Felipe De Jesus HERNANDEZ-PADILLA, Petitioner, v. Eric H. HOLDER Jr., Attorney General, Respondent.
    No. 05-75291.
    United States Court of Appeals, Ninth Circuit.
    Argued and Submitted Nov. 6, 2009.
    Filed Aug. 8, 2011.
    Bernadette Willeke Connolly, Law Offices of Bernadette W. Connolly, San Jose, CA, for Petitioner.
    Kristin A. Cabral, Esquire, Richard M. Evans, Esquire, Assistant Director, Michael Ferrara, Esquire, Holly Smith, Senior Litigation Counsel, Benjamin Zeitlin, Trial, U.S. Dept of Justice, Washington, DC, Chief Counsel Ice, Office of the Chief Counsel, Department of Homeland Security, San Francisco, CA, for Respondent.
    Before: B. FLETCHER, CANBY, and GRABER, Circuit Judges.
   ORDER

Respondent’s Petition for Panel Rehearing is GRANTED. The memorandum disposition filed on April 27, 2010, 877 Fed.
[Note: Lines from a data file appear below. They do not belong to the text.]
//! In-process [`KeyVault`] holding ed25519 keys in memory.

use std::collections::HashMap;

use anyhow::anyhow;
use async_trait::async_trait;
use ed25519_dalek::{Signer, SigningKey};
use parking_lot::Mutex;

use crate::{address::WalletAddress, interfaces::KeyVault};

#[derive(Default)]
pub struct MemoryKeyVault {
    keys: Mutex<HashMap<WalletAddress, SigningKey>>,
    blobs: Mutex<HashMap<String, Vec<u8>>>,
}

impl MemoryKeyVault {
    pub fn new() -> Self {
        Self::default()
    }

    pub fn insert_key(&self, address: WalletAddress, seed: [u8; 32]) {
        self.keys.lock().insert(address, SigningKey::from_bytes(&seed));
    }

    pub fn remove_key(&self, address: &WalletAddress) {
        self.keys.lock().remove(address);
    }
}

#[async_trait]
impl KeyVault for MemoryKeyVault {
    async fn public_key(&self, address: &WalletAddress) -> anyhow::Result<[u8; 32]> {
        self.keys
            .lock()
            .get(address)
            .map(|key| key.verifying_key().to_bytes())
            .ok_or_else(|| anyhow!("no key for {address}"))
    }

    async fn sign(&self, address: &WalletAddress, message: &[u8]) -> anyhow::Result<[u8; 64]> {
        self.keys
            .lock()
            .get(address)
            .map(|key| key.sign(message).to_bytes())
            .ok_or_else(|| anyhow!("no private key for {address}, watch-only wallet?"))
    }

    async fn load(&self, key: &str) -> anyhow::Result<Option<Vec<u8>>> {
        Ok(self.blobs.lock().get(key).cloned())
    }

    async fn store(&self, key: &str, value: Vec<u8>) -> anyhow::Result<()> {
        self.blobs.lock().insert(key.to_string(), value);
        Ok(())
    }

    async fn delete(&self, key: &str) -> anyhow::Result<()> {
        self.blobs.lock().remove(key);
        Ok(())
    }
}

#[cfg(test)]
mod tests {
    use ed25519_dalek::{Signature, Verifier, VerifyingKey};

    use super::*;

    #[tokio::test]
    async fn signs_with_inserted_key() {
        let vault = MemoryKeyVault::new();
        let address = WalletAddress::new(0, [1; 32]);
        vault.insert_key(address, [7; 32]);

        let public = vault.public_key(&address).await.unwrap();
        let signature = vault.sign(&address, b"msg").await.unwrap();
        VerifyingKey::from_bytes(&public)
            .unwrap()
            .verify(b"msg", &Signature::from_bytes(&signature))
            .unwrap();
    }

    #[tokio::test]
    async fn refuses_unknown_wallet() {
        let vault = MemoryKeyVault::new();
        assert!(vault.sign(&WalletAddress::new(0, [2; 32]), b"msg").await.is_err());
    }

    #[tokio::test]
    async fn blob_storage() {
        let vault = MemoryKeyVault::new();
        assert_eq!(vault.load("k").await.unwrap(), None);
        vault.store("k", vec![1, 2]).await.unwrap();
        assert_eq!(vault.load("k").await.unwrap(), Some(vec![1, 2]));
        vault.delete("k").await.unwrap();
        assert_eq!(vault.load("k").await.unwrap(), None);
    }
}
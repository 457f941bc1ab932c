//! Fakes shared by the flow tests.

use std::sync::{
    atomic::{AtomicBool, AtomicUsize, Ordering},
    Arc,
};

use async_trait::async_trait;
use base64::prelude::*;
use parking_lot::Mutex;
use tokio::sync::Semaphore;

use crate::{
    address::WalletAddress,
    bridge::{BridgeApi, BridgeError, BridgeEvent, EventStream, OutgoingMessage},
    dto::{BridgeMessage, SendTransactionRequest, TonNetwork},
    interfaces::{
        ApprovalUi, ConnectionApproval, KeyVault, TransactionApproval, UnsignedTransfer, Wallet,
        WalletContract, WalletKind, WalletServices,
    },
    session_crypto::SessionKeyPair,
    vault::MemoryKeyVault,
};

pub const STATE_INIT: &str = "te6cckEBAwEAoAACATQCAQDe/wAg3SCCAUyXuiGCATOcvbqx";

/// Relay that records what is sent and never delivers anything.
#[derive(Default)]
pub struct RecordingBridge {
    pub sent: Mutex<Vec<OutgoingMessage>>,
    pub fail_sends: AtomicBool,
}

impl RecordingBridge {
    pub fn sent(&self) -> Vec<OutgoingMessage> {
        self.sent.lock().clone()
    }
}

#[async_trait]
impl BridgeApi for RecordingBridge {
    async fn send(&self, message: OutgoingMessage) -> Result<(), BridgeError> {
        if self.fail_sends.load(Ordering::SeqCst) {
            return Err(BridgeError::Status(503));
        }
        self.sent.lock().push(message);
        Ok(())
    }

    async fn listen(&self, _: &[String], _: Option<&str>) -> Result<EventStream, BridgeError> {
        Ok(Box::pin(futures::stream::pending()))
    }
}

#[derive(Default)]
pub struct FakeContract {
    pub broadcasts: AtomicUsize,
}

#[async_trait]
impl WalletContract for FakeContract {
    async fn state_init(&self, _: &Wallet) -> anyhow::Result<String> {
        Ok(STATE_INIT.to_string())
    }

    async fn build_transfer(
        &self,
        _: &Wallet,
        request: &SendTransactionRequest,
    ) -> anyhow::Result<UnsignedTransfer> {
        Ok(UnsignedTransfer {
            signing_message: serde_json::to_vec(request)?,
            body: Vec::new(),
        })
    }

    async fn send_signed(
        &self,
        _: &Wallet,
        _: UnsignedTransfer,
        signature: [u8; 64],
    ) -> anyhow::Result<String> {
        self.broadcasts.fetch_add(1, Ordering::SeqCst);
        Ok(BASE64_STANDARD.encode(signature))
    }
}

/// Approval UI answering with fixed decisions, optionally held until released.
pub struct ScriptedApproval {
    pub connect: AtomicBool,
    pub transaction: AtomicBool,
    connect_gate: Option<Semaphore>,
    transaction_gate: Option<Semaphore>,
    pub connection_requests: AtomicUsize,
    pub transaction_requests: AtomicUsize,
}

impl ScriptedApproval {
    pub fn approving() -> Self {
        Self {
            connect: AtomicBool::new(true),
            transaction: AtomicBool::new(true),
            connect_gate: None,
            transaction_gate: None,
            connection_requests: AtomicUsize::new(0),
            transaction_requests: AtomicUsize::new(0),
        }
    }

    pub fn gated() -> Self {
        Self {
            connect_gate: Some(Semaphore::new(0)),
            transaction_gate: Some(Semaphore::new(0)),
            ..Self::approving()
        }
    }

    pub fn release_connection(&self) {
        if let Some(gate) = &self.connect_gate {
            gate.add_permits(1);
        }
    }

    pub fn release_transaction(&self) {
        if let Some(gate) = &self.transaction_gate {
            gate.add_permits(1);
        }
    }
}

async fn pass(gate: &Option<Semaphore>) {
    if let Some(gate) = gate {
        if let Ok(permit) = gate.acquire().await {
            permit.forget();
        }
    }
}

#[async_trait]
impl ApprovalUi for ScriptedApproval {
    async fn approve_connection(&self, _: &ConnectionApproval) -> bool {
        self.connection_requests.fetch_add(1, Ordering::SeqCst);
        pass(&self.connect_gate).await;
        self.connect.load(Ordering::SeqCst)
    }

    async fn approve_transaction(&self, _: &TransactionApproval) -> bool {
        self.transaction_requests.fetch_add(1, Ordering::SeqCst);
        pass(&self.transaction_gate).await;
        self.transaction.load(Ordering::SeqCst)
    }
}

pub struct Fixture {
    pub wallet: Wallet,
    pub vault: Arc<MemoryKeyVault>,
    pub contract: Arc<FakeContract>,
    pub approval: Arc<ScriptedApproval>,
    pub relay: Arc<RecordingBridge>,
}

impl Fixture {
    pub fn new(approval: ScriptedApproval) -> Self {
        let address = WalletAddress::new(0, [0x11; 32]);
        let vault = Arc::new(MemoryKeyVault::new());
        vault.insert_key(address, [0x22; 32]);
        Self {
            wallet: Wallet {
                address,
                network: TonNetwork::Mainnet,
                kind: WalletKind::Regular,
            },
            vault,
            contract: Arc::new(FakeContract::default()),
            approval: Arc::new(approval),
            relay: Arc::new(RecordingBridge::default()),
        }
    }

    pub fn services(&self) -> WalletServices {
        WalletServices {
            vault: Arc::clone(&self.vault) as Arc<dyn KeyVault>,
            contract: Arc::clone(&self.contract) as Arc<dyn WalletContract>,
            approval: Arc::clone(&self.approval) as Arc<dyn ApprovalUi>,
        }
    }
}

/// The dapp end of a session.
pub struct TestDapp {
    pub key_pair: SessionKeyPair,
}

impl TestDapp {
    pub fn new() -> Self {
        Self {
            key_pair: SessionKeyPair::generate(),
        }
    }

    pub fn client_id(&self) -> String {
        self.key_pair.client_id()
    }

    pub fn request(&self, wallet_client_id: &str, request: serde_json::Value) -> BridgeEvent {
        let sealed = self
            .key_pair
            .encrypt(request.to_string().as_bytes(), wallet_client_id)
            .expect("encrypt");
        BridgeEvent {
            event_id: None,
            message: BridgeMessage {
                from: self.client_id(),
                message: BASE64_STANDARD.encode(sealed),
            },
        }
    }

    pub fn read(&self, message: &OutgoingMessage) -> serde_json::Value {
        assert_eq!(message.to, self.client_id());
        let plain = self
            .key_pair
            .decrypt(&message.body, &message.from)
            .expect("decrypt");
        serde_json::from_slice(&plain).expect("json")
    }
}
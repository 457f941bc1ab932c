//! Connect deeplinks.
//!
//! Two surface forms are accepted:
//!
//! ```text
//! tc://?v=2&id=<client id>&r=<urlencoded ConnectRequest json>[&ret=back]
//! https://<host>/ton-connect?v=2&id=...&r=...
//! ```
//!
//! The universal form is rewritten into the custom scheme form and parsed again.

use url::{form_urlencoded, Url};

use crate::{
    dto::ConnectRequest,
    error::{Result, TonConnectError},
};

pub const SUPPORTED_VERSION: u8 = 2;
const UNIVERSAL_LINK_SEGMENT: &str = "ton-connect";

#[derive(Debug, Clone, PartialEq, Eq)]
pub struct ConnectParameters {
    pub version: u8,
    /// Relay id of the dapp side.
    pub client_id: String,
    pub request: ConnectRequest,
    /// `ret` query item: `back`, `none` or a url to return to.
    pub return_strategy: Option<String>,
}

pub fn parse(uri: &str) -> Result<ConnectParameters> {
    let url = Url::parse(uri.trim()).map_err(|e| incorrect(format!("{e}")))?;

    match url.scheme() {
        "https" | "http" => {
            let is_connect_path = url
                .path_segments()
                .and_then(|mut segments| segments.rfind(|s| !s.is_empty()))
                == Some(UNIVERSAL_LINK_SEGMENT);
            if !is_connect_path {
                return Err(incorrect(format!("not a connect link: {}", url.path())));
            }
            let query = url.query().unwrap_or_default();
            parse(&format!("tc://?{query}"))
        }
        _ => parse_custom_scheme(&url),
    }
}

fn parse_custom_scheme(url: &Url) -> Result<ConnectParameters> {
    let mut version = None;
    let mut client_id = None;
    let mut request = None;
    let mut return_strategy = None;

    for (key, value) in url.query_pairs() {
        match key.as_ref() {
            "v" => version = Some(value.into_owned()),
            "id" => client_id = Some(value.into_owned()),
            "r" => request = Some(value.into_owned()),
            "ret" => return_strategy = Some(value.into_owned()),
            _ => {}
        }
    }

    let version = version
        .ok_or_else(|| incorrect("missing v"))?
        .parse::<u8>()
        .map_err(|e| incorrect(format!("version: {e}")))?;
    if version != SUPPORTED_VERSION {
        return Err(incorrect(format!("unsupported version {version}")));
    }

    let client_id = client_id
        .filter(|id| !id.is_empty())
        .ok_or_else(|| incorrect("missing id"))?;

    let request = request.ok_or_else(|| incorrect("missing r"))?;
    let request: ConnectRequest = serde_json::from_str(&request)
        .map_err(|e| incorrect(format!("request payload: {e}")))?;

    Ok(ConnectParameters {
        version,
        client_id,
        request,
        return_strategy,
    })
}

/// Inverse of [`parse`], always producing the custom scheme form.
pub fn build(params: &ConnectParameters) -> Result<String> {
    let request = serde_json::to_string(&params.request)?;

    let mut query = form_urlencoded::Serializer::new(String::new());
    query
        .append_pair("v", &params.version.to_string())
        .append_pair("id", &params.client_id)
        .append_pair("r", &request);
    if let Some(ret) = &params.return_strategy {
        query.append_pair("ret", ret);
    }

    Ok(format!("tc://?{}", query.finish()))
}

fn incorrect(reason: impl Into<String>) -> TonConnectError {
    TonConnectError::IncorrectUrl(reason.into())
}
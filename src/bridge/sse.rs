//! # SSE Parser
//!
//! Turns the relay's chunked byte stream into complete Server-Sent Events.
//! Handles line buffering across chunks, `id:`/`event:`/`data:` fields,
//! multi-line data and comment (keep-alive) lines.

use bytes::{Bytes, BytesMut};
use futures::{Stream, StreamExt};
use tracing::warn;

use super::BridgeError;

/// Longest line accepted from the relay.
const MAX_LINE_BYTES: usize = 1024 * 1024;

#[derive(Debug, Clone, Default, PartialEq, Eq)]
pub struct SseEvent {
    pub id: Option<String>,
    pub event: Option<String>,
    pub data: String,
}

impl SseEvent {
    pub fn is_heartbeat(&self) -> bool {
        self.event.as_deref() == Some("heartbeat") || self.data == "heartbeat"
    }

    fn is_empty(&self) -> bool {
        self.id.is_none() && self.event.is_none() && self.data.is_empty()
    }
}

struct ParserState<S> {
    stream: S,
    buffer: BytesMut,
    pending: SseEvent,
    has_data: bool,
    done: bool,
}

/// Parse complete events out of `byte_stream`.
///
/// A transport error is yielded once and ends the stream. A clean end of the
/// byte stream ends the event stream; a trailing event without its blank
/// line terminator is discarded, like browsers do.
pub fn parse_sse_events<S, E>(
    byte_stream: S,
) -> impl Stream<Item = Result<SseEvent, BridgeError>> + Send
where
    S: Stream<Item = Result<Bytes, E>> + Send + Unpin + 'static,
    E: Into<BridgeError> + Send + 'static,
{
    let state = ParserState {
        stream: byte_stream,
        buffer: BytesMut::with_capacity(8192),
        pending: SseEvent::default(),
        has_data: false,
        done: false,
    };

    futures::stream::unfold(state, |mut state| async move {
        if state.done {
            return None;
        }

        loop {
            if let Some(newline_pos) = state.buffer.iter().position(|&b| b == b'\n') {
                let mut line_bytes = state.buffer.split_to(newline_pos + 1);
                line_bytes.truncate(line_bytes.len() - 1);
                if line_bytes.last() == Some(&b'\r') {
                    line_bytes.truncate(line_bytes.len() - 1);
                }

                let Ok(line) = std::str::from_utf8(&line_bytes) else {
                    warn!("skipping non utf-8 SSE line");
                    continue;
                };

                if line.is_empty() {
                    let event = std::mem::take(&mut state.pending);
                    state.has_data = false;
                    if event.is_empty() {
                        continue;
                    }
                    return Some((Ok(event), state));
                }

                apply_field(&mut state.pending, &mut state.has_data, line);
                continue;
            }

            if state.buffer.len() > MAX_LINE_BYTES {
                state.done = true;
                let err = format!("SSE line longer than {MAX_LINE_BYTES} bytes");
                return Some((Err(BridgeError::Stream(err)), state));
            }

            match state.stream.next().await {
                Some(Ok(chunk)) => state.buffer.extend_from_slice(&chunk),
                Some(Err(e)) => {
                    state.done = true;
                    return Some((Err(e.into()), state));
                }
                None => return None,
            }
        }
    })
}

fn apply_field(event: &mut SseEvent, has_data: &mut bool, line: &str) {
    if line.starts_with(':') {
        return;
    }

    let (field, value) = match line.split_once(':') {
        Some((field, value)) => (field, value.strip_prefix(' ').unwrap_or(value)),
        None => (line, ""),
    };

    match field {
        "id" => event.id = Some(value.to_string()),
        "event" => event.event = Some(value.to_string()),
        "data" => {
            if *has_data {
                event.data.push('\n');
            }
            event.data.push_str(value);
            *has_data = true;
        }
        _ => {}
    }
}

#[cfg(test)]
mod tests {
    use super::*;

    fn chunks(
        parts: &[&str],
    ) -> impl Stream<Item = Result<Bytes, BridgeError>> + Send + Unpin + 'static {
        let owned: Vec<Result<Bytes, BridgeError>> = parts
            .iter()
            .map(|p| Ok(Bytes::from(p.to_string())))
            .collect();
        futures::stream::iter(owned)
    }

    async fn collect(parts: &[&str]) -> Vec<Result<SseEvent, BridgeError>> {
        parse_sse_events(chunks(parts)).collect().await
    }

    #[tokio::test]
    async fn parses_message_event() {
        let events =
            collect(&["id: 17\nevent: message\ndata: {\"from\":\"ab\",\"message\":\"cd\"}\n\n"]).await;
        assert_eq!(events.len(), 1);
        let event = events[0].as_ref().unwrap();
        assert_eq!(event.id.as_deref(), Some("17"));
        assert_eq!(event.event.as_deref(), Some("message"));
        assert_eq!(event.data, "{\"from\":\"ab\",\"message\":\"cd\"}");
    }

    #[tokio::test]
    async fn reassembles_across_chunks_and_crlf() {
        let events =
            collect(&["id: 1\r\nda", "ta: hel", "lo\r\n", "\r\n", "data: a\ndata: b\n\n"]).await;
        let events: Vec<SseEvent> = events.into_iter().map(Result::unwrap).collect();
        assert_eq!(events[0].data, "hello");
        assert_eq!(events[0].id.as_deref(), Some("1"));
        assert_eq!(events[1].data, "a\nb");
        assert_eq!(events[1].id, None);
    }

    #[tokio::test]
    async fn comments_and_heartbeats() {
        let events = collect(&[": keep-alive\n\n", "event: heartbeat\ndata: heartbeat\n\n"]).await;
        assert_eq!(events.len(), 1);
        assert!(events[0].as_ref().unwrap().is_heartbeat());
    }

    #[tokio::test]
    async fn unterminated_tail_is_dropped() {
        let events = collect(&["data: complete\n\n", "data: partial"]).await;
        assert_eq!(events.len(), 1);
    }

    #[tokio::test]
    async fn endless_line_is_rejected() {
        let half = Bytes::from(vec![b'a'; MAX_LINE_BYTES / 2 + 1]);
        let parts: Vec<Result<Bytes, BridgeError>> =
            vec![Ok(half.clone()), Ok(half.clone()), Ok(half)];
        let events: Vec<_> = parse_sse_events(futures::stream::iter(parts)).collect().await;
        assert_eq!(events.len(), 1);
        assert!(matches!(events[0], Err(BridgeError::Stream(_))));
    }

    #[tokio::test]
    async fn transport_error_ends_stream() {
        let parts: Vec<Result<Bytes, BridgeError>> = vec![
            Ok(Bytes::from_static(b"data: one\n\n")),
            Err(BridgeError::Stream("reset".into())),
            Ok(Bytes::from_static(b"data: two\n\n")),
        ];
        let events: Vec<_> = parse_sse_events(futures::stream::iter(parts)).collect().await;
        assert_eq!(events.len(), 2);
        assert!(events[0].is_ok());
        assert!(matches!(events[1], Err(BridgeError::Stream(_))));
    }
}
use std::time::Duration;

use async_trait::async_trait;
use base64::prelude::*;
use reqwest::header::ACCEPT;
use tracing::debug;

use super::{sse::parse_sse_events, BridgeApi, BridgeError, EventStream, OutgoingMessage};

/// HTTP relay: `POST /message` for sending, `GET /events` (SSE) for receiving.
#[derive(Debug, Clone)]
pub struct HttpBridge {
    base_url: String,
    client: reqwest::Client,
    // no timeout, the event stream is long lived
    stream_client: reqwest::Client,
}

impl HttpBridge {
    pub fn new(base_url: &str, timeout: Duration) -> Result<Self, BridgeError> {
        let client = reqwest::Client::builder().timeout(timeout).build()?;
        let stream_client = reqwest::Client::builder().connect_timeout(timeout).build()?;
        Ok(Self {
            base_url: base_url.trim_end_matches('/').to_string(),
            client,
            stream_client,
        })
    }
}

#[async_trait]
impl BridgeApi for HttpBridge {
    async fn send(&self, message: OutgoingMessage) -> Result<(), BridgeError> {
        debug!(to = %message.to, ttl = message.ttl.as_secs(), "sending bridge message");
        self.client
            .post(format!("{}/message", self.base_url))
            .query(&[
                ("client_id", message.from),
                ("to", message.to),
                ("ttl", message.ttl.as_secs().to_string()),
            ])
            .body(BASE64_STANDARD.encode(&message.body))
            .send()
            .await?
            .error_for_status()?;
        Ok(())
    }

    async fn listen(
        &self,
        client_ids: &[String],
        last_event_id: Option<&str>,
    ) -> Result<EventStream, BridgeError> {
        let mut query = vec![("client_id", client_ids.join(","))];
        if let Some(id) = last_event_id {
            query.push(("last_event_id", id.to_string()));
        }

        let response = self
            .stream_client
            .get(format!("{}/events", self.base_url))
            .query(&query)
            .header(ACCEPT, "text/event-stream")
            .send()
            .await?
            .error_for_status()?;

        Ok(Box::pin(parse_sse_events(response.bytes_stream())))
    }
}
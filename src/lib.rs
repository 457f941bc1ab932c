//! Wallet side of the TonConnect protocol: connect deeplinks, `ton_proof`
//! signing, encrypted sessions over the HTTP bridge and dapp requests.

pub mod address;
pub mod bridge;
pub mod config;
pub mod controller;
pub mod deeplink;
pub mod dispatcher;
pub mod dto;
pub mod error;
pub mod interfaces;
pub mod manifest;
pub mod proof;
pub mod registry;
pub mod response;
pub mod session_crypto;
pub mod utils;
pub mod vault;

#[cfg(test)]
mod test_utils;

pub use address::WalletAddress;
pub use bridge::{BridgeConnectionState, BridgeTransport, BridgeUpdate, HttpBridge};
pub use config::Config;
pub use controller::ConnectionController;
pub use dispatcher::RequestDispatcher;
pub use error::{Result, TonConnectError};
pub use interfaces::{ApprovalUi, KeyVault, Wallet, WalletContract, WalletKind, WalletServices};
pub use registry::{SessionRecord, SessionRegistry};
Appx. 678, is amended by the memorandum disposition filed concurrently with this order. No further petitions for rehearing or petitions for rehearing en banc will be entertained.

AMENDED MEMORANDUM

Petitioner Felipe de Jesus Hernandez-Padilla petitions for review of the Board of Immigration Appeals’ denial of cancellation of removal. We originally held that, “[bjecause Petitioner’s case is in all relevant ways identical to the petitioner’s case in Nunez-Reyes v. Holder, [602 F.3d 1102 (9th Cir.2010) (per curiam) ], and in the petitioner’s case in Rice v. Holder, 597 F.3d 952 (9th Cir.2010), we grant the petition for review.” Hernandez-Padilla v. Holder, 377 Fed.Appx. 678, 679 (9th Cir.2010) (unpublished decision). Sitting en banc, we overruled the three-judge panel decisions in Nunez-Reyes and Rice. Nunez-Reyes v. Holder, 646 F.3d 684, 694-94 (9th Cir.2011) (en banc). For the same reasons as stated in our en banc decision, we must deny the petition for review in this case.

Petition DENIED. 
      
       This disposition is not appropriate for publication and is not precedent except as provided by Ninth Circuit Rule 36-3.